Landbell AG für Rückhol-Systeme
- Type: Private
- Industry: Waste, Environ Service, Equipment
- Founded: 1995; 31 years ago in Mainz, Germany
- Founder: Frank Binder
- Headquarters: Mainz, Germany
- Key people: Jan Patrick Schulz (CEO) Karen Rieck (CFO)
- Owner: Frank Binder
- Number of employees: 480 (2025)

= Landbell =

German waste take-back service provider

Landbell AG für Rückhol-Systeme – or Landbell Group - is a service provider that carries out take-back and recycling obligations for companies. It supports companies in meeting their extended producer responsibility (EPR) obligations and other product and packaging related requirements. The company operates worldwide through its own network of producer responsibility organisations (PROs). Landbell Group's head office is located in Mainz.

== History ==
Landbell AG was founded in September 1995 as a local waste management company in Germany. Its aim was to support companies with their obligation to take back and recycle their sales packaging. It developed its own take-back scheme in a pilot project in cooperation with the Lahn-Dill district. In August 2003, Landbell was approved as a packaging compliance scheme in the federal state of Hesse. Up to this point, Duales System Deutschland GmbH (DSD) had been the only such option in Germany. In August 2006, Landbell was approved nationwide as a packaging compliance scheme. In 2009, the business started to support companies based abroad with their recycling obligations in Germany.

== Expansion ==
In 2014 they merged with European Recycling Platform (ERP) and founded the Landbell Group. ERP had been created in 2002 by Hewlett-Packard, Electrolux, Sony and Procter & Gamble in response to the introduction of the European Union's Waste Electrical and Electronic Equipment (WEEE) Directive, and the Batteries Directive which was adopted in 2006. Landbell Group expanded its services to include WEEE and batteries in 15 countries.

Since 2014, Landbell Group acquired further companies, including H2 Compliance (in 2016), and holds shares in numerous other companies, including TerraCycle GmbH in the DACH region.

== Company structure and memberships ==
Jan Patrick Schulz is CEO of Landbell Group since 1 July 2007. Karen Rieck is CFO since 2024. Frank Binder is the main shareholder since the company‘s foundation. The company has been family-owned for over 20 years. Today, the group of companies is represented in many locations in over 20 countries worldwide and employs around 480 employees from 39 nations. In 2024, the company operated 43 approved take-back schemes for batteries, packaging, textiles and WEEE in 18 countries.

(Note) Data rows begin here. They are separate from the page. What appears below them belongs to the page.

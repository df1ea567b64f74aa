//! # locus
//!
//! An in-memory object database for distance-based workloads. Records get
//! stable, reusable identifiers and optional metadata; nearest-neighbor,
//! range and reverse-nearest-neighbor queries resolve against pluggable
//! acceleration structures with an always-correct linear-scan fallback.
//!
//! ## Design
//!
//! - **Identity first.** Every record is addressed by an [`ObjectId`]
//!   allocated by the store. Freed ids are reused, never while live.
//! - **Capability-based resolution.** Indexes advertise the query kinds
//!   they accelerate; the [`Database`] picks the newest qualifying index
//!   per request, falling back to a linear scan unless the caller forbids
//!   it with [`QueryHint::OptimizedOnly`].
//! - **Opaque distances.** The engine only compares distance values; any
//!   [`DistanceValue`] type works. Distance functions are injected and
//!   matched to indexes by stable name.
//! - **Synchronous and single-threaded.** Mutations take `&mut self`,
//!   queries `&self`; listeners and indexes observe every mutation as an
//!   atomic whole.
//!
//! ## Example
//!
//! ```
//! use locus::{Database, DataVector, EuclideanDistance};
//!
//! # fn main() -> locus::Result<()> {
//! let mut db: Database<DataVector> = Database::new();
//! db.insert(DataVector::new(vec![0.0, 0.0]), None)?;
//! db.insert(DataVector::new(vec![1.0, 0.0]), None)?;
//! let target = db.insert(DataVector::new(vec![5.0, 5.0]), None)?;
//!
//! let knn = db.knn_query(&EuclideanDistance, &[]).ok_or(
//!     locus::LocusError::Configuration("no KNN available".into()),
//! )?;
//! let neighbors = knn.knn_by_id(target, 2)?;
//! assert_eq!(neighbors[0].id, target); // a record is its own 1-NN
//! # Ok(())
//! # }
//! ```

pub mod data;
pub mod database;
pub mod distance;
pub mod error;
pub mod events;
pub mod heap;
pub mod ids;
pub mod index;
pub mod preprocess;
pub mod query;

pub use data::{ClassLabel, DataVector, Metadata, NumberVector};
pub use database::Database;
pub use distance::{
    CosineSimilarity, DistanceFunction, DistanceQueryBound, DistanceValue, EuclideanDistance,
    ManhattanDistance, SimilarityFunction, SimilarityQueryBound,
};
pub use error::{LocusError, Result};
pub use events::{DataStoreEvent, DataStoreListener, ListenerId};
pub use heap::{KnnHeap, Neighbor};
pub use ids::ObjectId;
pub use index::{Index, KnnIndex, PageAccesses, RangeIndex, RknnIndex};
pub use preprocess::materialized::MaterializedKnn;
pub use preprocess::partitioned::PartitionedKnn;
pub use preprocess::preference::PreferenceVectors;
pub use preprocess::{
    MaterializeKnnConfig, PartitionedKnnConfig, PreferenceVectorConfig, PreprocessStats,
};
pub use query::{KnnSearch, QueryHint, RangeSearch, RknnSearch};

In 2019, Landbell Group joined the waste and recycling alliance, Prevent. The alliance was established by the German Federal Ministry for Economic Cooperation and Development to promote the expansion of a functioning waste and recycling management system in emerging and developing countries.

As an international company, Landbell Group offers solutions for producers and retailers to help them comply with their obligations under global environmental and chemical legislation. This is done through the operation of take-back schemes for batteries, packaging, textiles and WEEE, as well as worldwide consulting and compliance services relating to EPR and chemicals legislation.